Nate Archer

Posted on Jun 3 • Originally published at theagenticengineer.waltsoft.net

The Plugin Wars Begin — The Agentic Engineer #15

#ai #llm #agents #devtools

I read the repos so you don't have to. Weekly agentic AI intelligence for builders.

TL;DR

🔌 Anthropic open-sourced 11 knowledge-work plugins for Claude Cowork. File-based, no code, no build steps. Plugins just became the new moat.
🛠️ OpenSearch Serverless Next-Gen kills the $300/mo minimum. Scale-to-zero vector search for agent memory workloads. Tool of the Week.
📄 New paper shows self-improving agents went from 25% to 86% accuracy in production. First real case study of autonomous agent improvement at scale.

The Big One: Anthropic Open-Sources 11 Knowledge Work Plugins

Anthropic just made its clearest move in the plugin wars. Eleven open-source plugins that turn Claude into a domain specialist: sales, legal, finance, data analysis, marketing, customer support, and five more. All file-based. No code. No build steps. Just markdown and JSON.

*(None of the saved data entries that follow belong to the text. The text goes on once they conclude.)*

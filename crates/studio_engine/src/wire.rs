//! JSON bodies of the generative-language REST API.
//!
//! Only the fields this crate reads or writes are modelled; everything else
//! in a response is ignored by serde.

use serde::{Deserialize, Serialize};

use crate::data_uri::encode_base64_data_uri;
use crate::types::{Citation, JobResult, VideoJob};

#[derive(Debug, Clone, PartialEq, Serialize, Deserialize, Default)]
pub(crate) struct Content {
    #[serde(default, skip_serializing_if = "Option::is_none")]
    pub role: Option<String>,
    #[serde(default)]
    pub parts: Vec<Part>,
}

impl Content {
    pub fn user(parts: Vec<Part>) -> Self {
        Self {
            role: Some("user".to_string()),
            parts,
        }
    }

    pub fn with_role(role: &str, text: &str) -> Self {
        Self {
            role: Some(role.to_string()),
            parts: vec![Part::text(text)],
        }
    }

    pub fn system(text: &str) -> Self {
        Self {
            role: None,
            parts: vec![Part::text(text)],
        }
    }
}

#[derive(Debug, Clone, PartialEq, Serialize, Deserialize, Default)]
#[serde(rename_all = "camelCase")]
pub(crate) struct Part {
    #[serde(default, skip_serializing_if = "Option::is_none")]
    pub text: Option<String>,
    #[serde(default, skip_serializing_if = "Option::is_none")]
    pub inline_data: Option<InlineData>,
}

impl Part {
    pub fn text(text: &str) -> Self {
        Self {
            text: Some(text.to_string()),
            inline_data: None,
        }
    }

    pub fn inline(mime_type: &str, data: &str) -> Self {
        Self {
            text: None,
            inline_data: Some(InlineData {
                mime_type: mime_type.to_string(),
                data: data.to_string(),
            }),
        }
    }
}

#[derive(Debug, Clone, PartialEq, Serialize, Deserialize)]
#[serde(rename_all = "camelCase")]
pub(crate) struct InlineData {
    pub mime_type: String,
    pub data: String,
}

#[derive(Debug, Clone, PartialEq, Serialize, Default)]
#[serde(rename_all = "camelCase")]
pub(crate) struct GenerationConfig {
    #[serde(skip_serializing_if = "Option::is_none")]
    pub temperature: Option<f32>,
    #[serde(skip_serializing_if = "Option::is_none")]
    pub response_modalities: Option<Vec<String>>,
}

#[derive(Debug, Clone, PartialEq, Serialize)]
#[serde(rename_all = "camelCase")]
pub(crate) struct Tool {
    pub google_search: GoogleSearch,
}

#[derive(Debug, Clone, PartialEq, Serialize)]
pub(crate) struct GoogleSearch {}

#[derive(Debug, Clone, PartialEq, Serialize, Default)]
#[serde(rename_all = "camelCase")]
pub(crate) struct GenerateContentRequest {
    pub contents: Vec<Content>,
    #[serde(skip_serializing_if = "Option::is_none")]
    pub system_instruction: Option<Content>,
    #[serde(skip_serializing_if = "Option::is_none")]
    pub generation_config: Option<GenerationConfig>,
    #[serde(skip_serializing_if = "Vec::is_empty")]
    pub tools: Vec<Tool>,
}

#[derive(Debug, Clone, PartialEq, Deserialize, Default)]
#[serde(rename_all = "camelCase")]
pub(crate) struct GenerateContentResponse {
    #[serde(default)]
    pub candidates: Vec<Candidate>,
}

#[derive(Debug, Clone, PartialEq, Deserialize, Default)]
#[serde(rename_all = "camelCase")]
pub(crate) struct Candidate {
    #[serde(default)]
    pub content: Option<Content>,
    #[serde(default)]
    pub grounding_metadata: Option<GroundingMetadata>,
}

#[derive(Debug, Clone, PartialEq, Deserialize, Default)]
#[serde(rename_all = "camelCase")]
pub(crate) struct GroundingMetadata {
    #[serde(default)]
    pub grounding_chunks: Vec<GroundingChunk>,
}

#[derive(Debug, Clone, PartialEq, Deserialize, Default)]
pub(crate) struct GroundingChunk {
    #[serde(default)]
    pub web: Option<WebSource>,
}

#[derive(Debug, Clone, PartialEq, Deserialize, Default)]
pub(crate) struct WebSource {
    #[serde(default)]
    pub uri: Option<String>,
    #[serde(default)]
    pub title: Option<String>,
}

impl GenerateContentResponse {
    fn parts(&self) -> impl Iterator<Item = &Part> {
        self.candidates
            .first()
            .and_then(|candidate| candidate.content.as_ref())
            .into_iter()
            .flat_map(|content| content.parts.iter())
    }

    /// Concatenated text parts of the first candidate.
    pub fn text(&self) -> String {
        self.parts()
            .filter_map(|part| part.text.as_deref())
            .collect()
    }

    /// Inline media of the first candidate as data URIs.
    pub fn inline_media(&self) -> Vec<String> {
        self.parts()
            .filter_map(|part| part.inline_data.as_ref())
            .map(|data| encode_base64_data_uri(&data.mime_type, &data.data))
            .collect()
    }

    pub fn citations(&self) -> Vec<Citation> {
        self.candidates
            .first()
            .and_then(|candidate| candidate.grounding_metadata.as_ref())
            .map(|meta| {
                meta.grounding_chunks
                    .iter()
                    .filter_map(|chunk| chunk.web.as_ref())
                    .map(|web| Citation {
                        uri: web.uri.clone(),
                        title: web.title.clone(),
                    })
                    .collect()
            })
            .unwrap_or_default()
    }
}

#[derive(Debug, Clone, PartialEq, Deserialize, Default)]
pub(crate) struct PredictResponse {
    #[serde(default)]
    pub predictions: Vec<Prediction>,
}

#[derive(Debug, Clone, PartialEq, Deserialize, Default)]
#[serde(rename_all = "camelCase")]
pub(crate) struct Prediction {
    #[serde(default)]
    pub bytes_base64_encoded: Option<String>,
    #[serde(default)]
    pub mime_type: Option<String>,
}

/// Long-running operation resource.
#[derive(Debug, Clone, PartialEq, Deserialize, Default)]
pub(crate) struct Operation {
    pub name: String,
    #[serde(default)]
    pub done: bool,
    #[serde(default)]
    pub response: Option<OperationResponse>,
    #[serde(default)]
    pub error: Option<OperationError>,
}

#[derive(Debug, Clone, PartialEq, Deserialize, Default)]
#[serde(rename_all = "camelCase")]
pub(crate) struct OperationResponse {
    #[serde(default)]
    pub generate_video_response: Option<GenerateVideoResponse>,
}

#[derive(Debug, Clone, PartialEq, Deserialize, Default)]
#[serde(rename_all = "camelCase")]
pub(crate) struct GenerateVideoResponse {
    #[serde(default)]
    pub generated_samples: Vec<GeneratedSample>,
}

#[derive(Debug, Clone, PartialEq, Deserialize, Default)]
pub(crate) struct GeneratedSample {
    #[serde(default)]
    pub video: Option<VideoRef>,
}

#[derive(Debug, Clone, PartialEq, Deserialize, Default)]
pub(crate) struct VideoRef {
    #[serde(default)]
    pub uri: Option<String>,
}

#[derive(Debug, Clone, PartialEq, Deserialize, Default)]
pub(crate) struct OperationError {
    #[serde(default)]
    pub code: Option<i64>,
    #[serde(default)]
    pub message: String,
}

impl From<Operation> for VideoJob {
    fn from(op: Operation) -> Self {
        let result = match op.error {
            Some(err) => Some(JobResult::Error(match err.code {
                Some(code) => format!("{} (code {code})", err.message),
                None => err.message,
            })),
            None => op
                .response
                .and_then(|resp| resp.generate_video_response)
                .and_then(|resp| resp.generated_samples.into_iter().next())
                .and_then(|sample| sample.video)
                .and_then(|video| video.uri)
                .map(JobResult::Locator),
        };
        VideoJob {
            handle: op.name,
            done: op.done,
            result,
        }
    }
}

#[derive(Debug, Clone, PartialEq, Deserialize, Default)]
pub(crate) struct ErrorEnvelope {
    #[serde(default)]
    pub error: Option<OperationError>,
}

Each plugin bundles three things: skills (structured instructions), slash commands (quick actions), and MCP connectors (external integrations).

The timing is not coincidental. Cursor shipped its own plugin marketplace the same week with 11 first-party plugins. Two major platforms publishing extensibility specs within days of each other confirms what everyone suspected: the IDE-as-platform shift is here.

Why file-based matters. Most plugin systems require code, build pipelines, package managers. Anthropic's approach is radically simpler. You write a SKILL.md file describing what the agent should know. You write a JSON config pointing to your MCP servers. That's it. A product manager can create a plugin without touching a terminal.

What this means for builders. If you're building tools or SaaS products, your next competitor isn't another startup. It's a Claude plugin that replicates 80% of your functionality in a markdown file. The companies that survive this shift will offer value plugins can't replicate: proprietary data, network effects, and integrations too complex for file-based configuration.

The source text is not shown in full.